Study warns of sequestration impacts to NASA, NOAA programs.
Press Release Summary:
December 17, 2012 - According to economic impact analysis report, over 20,000 NASA contractor jobs and over 2,500 NOAA jobs related to weather satellites could be lost in 2013 if Budget Control Act's sequestration mandate takes effect on January 2, 2013. Conducted by Dr. Stephen S. Fuller of George Mason University, study also found that sequestration would deal major damage to those regions with high concentrations of aerospace activity, better known as industry clusters.
Original Press Release
Study Warns of Sequestration Impacts to NASA, NOAA Programs
Press release date: December 13, 2012
Arlington, Va. – As negotiations to avert the fiscal cliff heat up, little attention has been paid to the impact that mandatory budget cuts would have on the nation’s civil space program and our ability to accurately forecast dangerous storms. A new economic impact analysis concludes that over 20,000 NASA contractor jobs and over 2,500 NOAA jobs related to weather satellites could be lost in 2013 if the Budget Control Act’s sequestration mandate takes effect on January 2, 2013.
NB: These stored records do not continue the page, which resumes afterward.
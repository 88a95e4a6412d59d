//! Page straightening.
//!
//! The skew of a scanned page shows up in the angle of its vertical
//! separators. The page is straightened with a per-row horizontal shear so
//! that those separators become exactly vertical; segment and text
//! coordinates are shifted along with the pixels.

use crate::config::LayoutConfig;
use crate::geometry::Segment;
use crate::pipeline::TextFragment;
use image::GrayImage;

/// Estimate the skew angle (degrees) from the vertical segments.
///
/// Segments hugging the left/right 10% of the page are dismissed (scanner
/// edges). When no usable segment exists the neutral 90° is returned and a
/// warning is logged; the page is then left untouched by the shear.
fn detect_offset(segments: &[Segment], width: u32, config: &LayoutConfig) -> f64 {
    const BORDER: f64 = 0.1;

    let mut sum = 0.0;
    let mut count = 0u32;
    for s in segments {
        if !s.is_vertical(config.angle_tolerance) {
            continue;
        }
        let x_min = f64::from(s.start.x.min(s.end.x));
        let x_max = f64::from(s.start.x.max(s.end.x));
        if x_min < BORDER * f64::from(width) || x_max > (1.0 - BORDER) * f64::from(width) {
            continue;
        }
        sum += s.angle;
        count += 1;
    }

    if count == 0 {
        log::warn!("No vertical segment usable for deskew, assuming a straight page");
        return 90.0;
    }
    sum / f64::from(count)
}

/// Shear the page so its vertical separators stand upright.
///
/// Returns the straightened image and rewrites the segment and text-fragment
/// x-coordinates in place.
pub fn deskew(
    image: &GrayImage,
    segments: &mut [Segment],
    texts: &mut [TextFragment],
    config: &LayoutConfig,
) -> GrayImage {
    let (width, height) = image.dimensions();
    let angle = detect_offset(segments, width, config);
    log::info!("Detected skew angle: {}", angle);

    let c = (angle * std::f64::consts::PI / 180.0).cos() as f32;

    let mut out = GrayImage::new(width, height);
    let src: &[u8] = image.as_raw();
    let dst: &mut [u8] = &mut out;
    for y in 0..height as usize {
        let offset = y as f32 * c;
        let row = &src[y * width as usize..(y + 1) * width as usize];
        let out_row = &mut dst[y * width as usize..(y + 1) * width as usize];
        for x in 0..width as usize {
            let xin = x as f32 + offset;
            let x0 = xin.floor() as i64;
            let x1 = x0 + 1;

            if x1 <= 0 || x0 >= i64::from(width) - 1 {
                out_row[x] = 255;
            } else {
                let alpha = xin - x0 as f32;
                let a = f32::from(row[x0 as usize]);
                let b = f32::from(row[x1 as usize]);
                out_row[x] = ((1.0 - alpha) * a + alpha * b) as u8;
            }
        }
    }

    for s in segments.iter_mut() {
        s.start.x -= (s.start.y as f32 * c) as i32;
        s.end.x -= (s.end.y as f32 * c) as i32;
    }
    for t in texts.iter_mut() {
        t.bbox.x -= (t.bbox.y as f32 * c) as i32;
    }

    out
}

#[cfg(test)]
mod tests {
    use super::*;
    use crate::geometry::{Point, Rect};

    fn vertical_segment(x: i32, angle: f64) -> Segment {
        Segment {
            start: Point::new(x, 10),
            end: Point::new(x, 110),
            width: 1.5,
            nfa: -20.0,
            length: 100.0,
            angle,
        }
    }

    #[test]
    fn test_no_segments_neutral_angle() {
        let config = LayoutConfig::default();
        assert_eq!(detect_offset(&[], 400, &config), 90.0);
        // Horizontal segments do not contribute either
        let horizontal = Segment {
            start: Point::new(50, 20),
            end: Point::new(300, 20),
            width: 1.0,
            nfa: -20.0,
            length: 250.0,
            angle: 0.5,
        };
        assert_eq!(detect_offset(&[horizontal], 400, &config), 90.0);
    }

    #[test]
    fn test_border_segments_dismissed() {
        let config = LayoutConfig::default();
        // One segment in the left margin, one in the body
        let segs = [vertical_segment(10, 88.0), vertical_segment(200, 92.0)];
        assert_eq!(detect_offset(&segs, 400, &config), 92.0);
    }

    #[test]
    fn test_angle_is_averaged() {
        let config = LayoutConfig::default();
        let segs = [vertical_segment(150, 89.0), vertical_segment(250, 91.0)];
        assert_eq!(detect_offset(&segs, 400, &config), 90.0);
    }

    #[test]
    fn test_neutral_deskew_is_identity() {
        // angle 90 => cos = 0 => no shear
        let mut img = GrayImage::from_pixel(20, 20, image::Luma([255]));
        img.put_pixel(10, 10, image::Luma([0]));
        let mut segments = [vertical_segment(10, 90.0)];
        let mut texts = [TextFragment {
            bbox: Rect::new(5, 5, 4, 4),
            text: "x".into(),
        }];
        let out = deskew(&img, &mut segments, &mut texts, &LayoutConfig::default());
        assert_eq!(out.get_pixel(10, 10).0[0], 0);
        assert_eq!(out.get_pixel(9, 10).0[0], 255);
        assert_eq!(segments[0].start.x, 10);
        assert_eq!(texts[0].bbox.x, 5);
    }
}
“This report demonstrates that the biggest single threat to our space programs’ continued success are arbitrary and capricious budget cuts,” said AIA President and CEO Marion C. Blakey. “NASA and NOAA are responsible for cutting edge activities that expand the boundaries of knowledge and discovery, lead to economic innovation and save lives. We can’t afford not to invest in these sources of American scientific and technological greatness.”
Dr. Stephen S. Fuller, Dwight Schar Faculty Chair and University Professor and Director for Regional Analysis at George Mason University, conducted the study on behalf of the Aerospace Industries Association.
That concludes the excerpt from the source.